*Directions for this task*. The line containing "assert_eq!(PositionalOpt::invoke(Args::new()).unwrap(), 5);" marks the end; copy exactly all lines from the start of the material up to and including it.

*The input*.

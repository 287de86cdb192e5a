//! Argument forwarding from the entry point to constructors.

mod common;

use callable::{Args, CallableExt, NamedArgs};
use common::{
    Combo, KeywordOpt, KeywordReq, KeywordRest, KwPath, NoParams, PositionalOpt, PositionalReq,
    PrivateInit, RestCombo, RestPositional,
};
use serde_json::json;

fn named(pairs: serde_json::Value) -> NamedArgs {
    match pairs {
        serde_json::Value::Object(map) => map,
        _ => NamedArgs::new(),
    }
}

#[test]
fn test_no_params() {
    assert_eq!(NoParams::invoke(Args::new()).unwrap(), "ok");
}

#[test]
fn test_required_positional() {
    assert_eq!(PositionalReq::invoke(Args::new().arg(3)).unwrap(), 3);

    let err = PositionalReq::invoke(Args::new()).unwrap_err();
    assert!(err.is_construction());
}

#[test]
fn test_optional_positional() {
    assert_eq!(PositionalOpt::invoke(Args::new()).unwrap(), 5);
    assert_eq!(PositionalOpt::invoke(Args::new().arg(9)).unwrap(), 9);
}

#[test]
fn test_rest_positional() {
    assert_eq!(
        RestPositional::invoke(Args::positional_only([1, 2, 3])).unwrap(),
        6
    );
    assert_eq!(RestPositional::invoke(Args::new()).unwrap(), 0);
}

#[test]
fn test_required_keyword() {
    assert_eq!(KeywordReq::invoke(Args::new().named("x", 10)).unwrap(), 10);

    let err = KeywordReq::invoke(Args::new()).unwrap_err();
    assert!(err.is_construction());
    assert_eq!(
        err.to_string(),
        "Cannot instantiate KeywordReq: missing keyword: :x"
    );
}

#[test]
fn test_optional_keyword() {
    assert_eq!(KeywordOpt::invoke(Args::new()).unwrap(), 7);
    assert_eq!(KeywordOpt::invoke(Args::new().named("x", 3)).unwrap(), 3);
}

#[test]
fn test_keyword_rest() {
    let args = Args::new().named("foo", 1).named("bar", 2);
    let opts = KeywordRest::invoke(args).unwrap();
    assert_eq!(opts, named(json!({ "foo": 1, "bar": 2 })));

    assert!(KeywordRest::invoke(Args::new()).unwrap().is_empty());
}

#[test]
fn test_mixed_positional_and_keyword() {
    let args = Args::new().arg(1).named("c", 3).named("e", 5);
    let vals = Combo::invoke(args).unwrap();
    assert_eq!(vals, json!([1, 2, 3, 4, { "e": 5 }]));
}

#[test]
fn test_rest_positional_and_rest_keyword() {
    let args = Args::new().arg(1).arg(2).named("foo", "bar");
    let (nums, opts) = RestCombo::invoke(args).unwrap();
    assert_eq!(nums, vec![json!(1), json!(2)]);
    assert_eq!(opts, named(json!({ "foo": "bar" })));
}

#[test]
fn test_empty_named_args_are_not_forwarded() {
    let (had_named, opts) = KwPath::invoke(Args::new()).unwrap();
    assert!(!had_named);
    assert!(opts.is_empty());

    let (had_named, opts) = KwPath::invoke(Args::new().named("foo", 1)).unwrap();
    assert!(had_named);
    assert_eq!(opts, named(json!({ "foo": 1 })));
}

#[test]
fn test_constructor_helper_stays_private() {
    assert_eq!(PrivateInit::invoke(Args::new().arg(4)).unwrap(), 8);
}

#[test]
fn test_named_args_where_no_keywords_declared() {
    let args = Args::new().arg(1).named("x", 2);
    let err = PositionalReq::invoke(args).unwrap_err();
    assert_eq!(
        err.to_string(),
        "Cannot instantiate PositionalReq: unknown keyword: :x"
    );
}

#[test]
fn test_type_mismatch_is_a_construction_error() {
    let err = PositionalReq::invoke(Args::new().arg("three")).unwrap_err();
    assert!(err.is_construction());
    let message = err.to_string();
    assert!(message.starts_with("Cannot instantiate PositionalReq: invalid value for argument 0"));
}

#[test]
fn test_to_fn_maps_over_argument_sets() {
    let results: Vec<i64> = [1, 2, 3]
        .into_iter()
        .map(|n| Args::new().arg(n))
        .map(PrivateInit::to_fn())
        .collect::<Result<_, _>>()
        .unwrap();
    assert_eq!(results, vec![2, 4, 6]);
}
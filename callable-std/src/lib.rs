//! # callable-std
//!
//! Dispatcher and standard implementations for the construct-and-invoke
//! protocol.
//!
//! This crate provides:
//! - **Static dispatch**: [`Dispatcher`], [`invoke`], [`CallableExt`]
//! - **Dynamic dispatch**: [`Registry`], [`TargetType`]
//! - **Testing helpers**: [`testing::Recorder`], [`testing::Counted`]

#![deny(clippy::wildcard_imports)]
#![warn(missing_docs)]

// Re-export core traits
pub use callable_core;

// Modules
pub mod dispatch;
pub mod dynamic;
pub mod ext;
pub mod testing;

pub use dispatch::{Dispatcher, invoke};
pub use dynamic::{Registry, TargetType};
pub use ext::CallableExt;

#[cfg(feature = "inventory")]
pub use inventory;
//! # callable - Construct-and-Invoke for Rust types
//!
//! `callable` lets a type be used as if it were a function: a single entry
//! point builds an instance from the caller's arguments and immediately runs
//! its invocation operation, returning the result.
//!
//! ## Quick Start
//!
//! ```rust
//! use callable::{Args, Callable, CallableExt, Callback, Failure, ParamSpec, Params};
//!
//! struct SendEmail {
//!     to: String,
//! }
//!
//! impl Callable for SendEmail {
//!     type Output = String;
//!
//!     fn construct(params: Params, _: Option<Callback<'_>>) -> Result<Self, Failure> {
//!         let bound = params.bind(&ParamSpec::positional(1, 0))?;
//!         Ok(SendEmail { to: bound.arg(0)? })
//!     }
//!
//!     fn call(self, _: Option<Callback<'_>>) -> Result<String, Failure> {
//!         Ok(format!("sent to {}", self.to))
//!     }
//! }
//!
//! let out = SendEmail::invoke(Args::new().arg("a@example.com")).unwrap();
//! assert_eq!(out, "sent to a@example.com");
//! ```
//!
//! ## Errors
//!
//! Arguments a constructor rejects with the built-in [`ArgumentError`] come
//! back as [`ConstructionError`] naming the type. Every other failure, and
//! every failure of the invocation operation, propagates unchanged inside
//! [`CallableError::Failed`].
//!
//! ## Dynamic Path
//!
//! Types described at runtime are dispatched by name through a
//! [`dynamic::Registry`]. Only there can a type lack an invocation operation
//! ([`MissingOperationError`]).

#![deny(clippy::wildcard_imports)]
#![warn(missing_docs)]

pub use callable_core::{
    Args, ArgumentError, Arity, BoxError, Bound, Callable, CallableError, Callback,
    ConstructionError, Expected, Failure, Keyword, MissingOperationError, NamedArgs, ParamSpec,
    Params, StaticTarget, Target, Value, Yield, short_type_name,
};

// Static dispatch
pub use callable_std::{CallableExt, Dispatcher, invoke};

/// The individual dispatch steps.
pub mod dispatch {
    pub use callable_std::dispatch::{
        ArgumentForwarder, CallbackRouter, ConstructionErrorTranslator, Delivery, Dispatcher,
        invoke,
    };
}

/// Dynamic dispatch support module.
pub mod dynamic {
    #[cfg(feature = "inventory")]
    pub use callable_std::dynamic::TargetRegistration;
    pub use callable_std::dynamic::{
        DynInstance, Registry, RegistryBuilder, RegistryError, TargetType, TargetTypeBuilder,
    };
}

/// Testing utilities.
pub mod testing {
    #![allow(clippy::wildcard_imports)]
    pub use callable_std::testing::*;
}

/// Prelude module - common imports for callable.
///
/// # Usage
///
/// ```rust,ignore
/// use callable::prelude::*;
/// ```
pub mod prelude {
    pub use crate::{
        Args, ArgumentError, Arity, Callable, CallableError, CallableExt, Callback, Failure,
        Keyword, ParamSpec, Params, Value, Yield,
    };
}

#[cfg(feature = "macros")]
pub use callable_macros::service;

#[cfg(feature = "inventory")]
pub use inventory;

*Task result*.
repository 287de86cdb192e5a
//! Argument forwarding from the entry point to constructors.

mod common;

use callable::{Args, CallableExt, NamedArgs};
use common::{
    Combo, KeywordOpt, KeywordReq, KeywordRest, KwPath, NoParams, PositionalOpt, PositionalReq,
    PrivateInit, RestCombo, RestPositional,
};
use serde_json::json;

fn named(pairs: serde_json::Value) -> NamedArgs {
    match pairs {
        serde_json::Value::Object(map) => map,
        _ => NamedArgs::new(),
    }
}

#[test]
fn test_no_params() {
    assert_eq!(NoParams::invoke(Args::new()).unwrap(), "ok");
}

#[test]
fn test_required_positional() {
    assert_eq!(PositionalReq::invoke(Args::new().arg(3)).unwrap(), 3);

    let err = PositionalReq::invoke(Args::new()).unwrap_err();
    assert!(err.is_construction());
}

#[test]
fn test_optional_positional() {
    assert_eq!(PositionalOpt::invoke(Args::new()).unwrap(), 5);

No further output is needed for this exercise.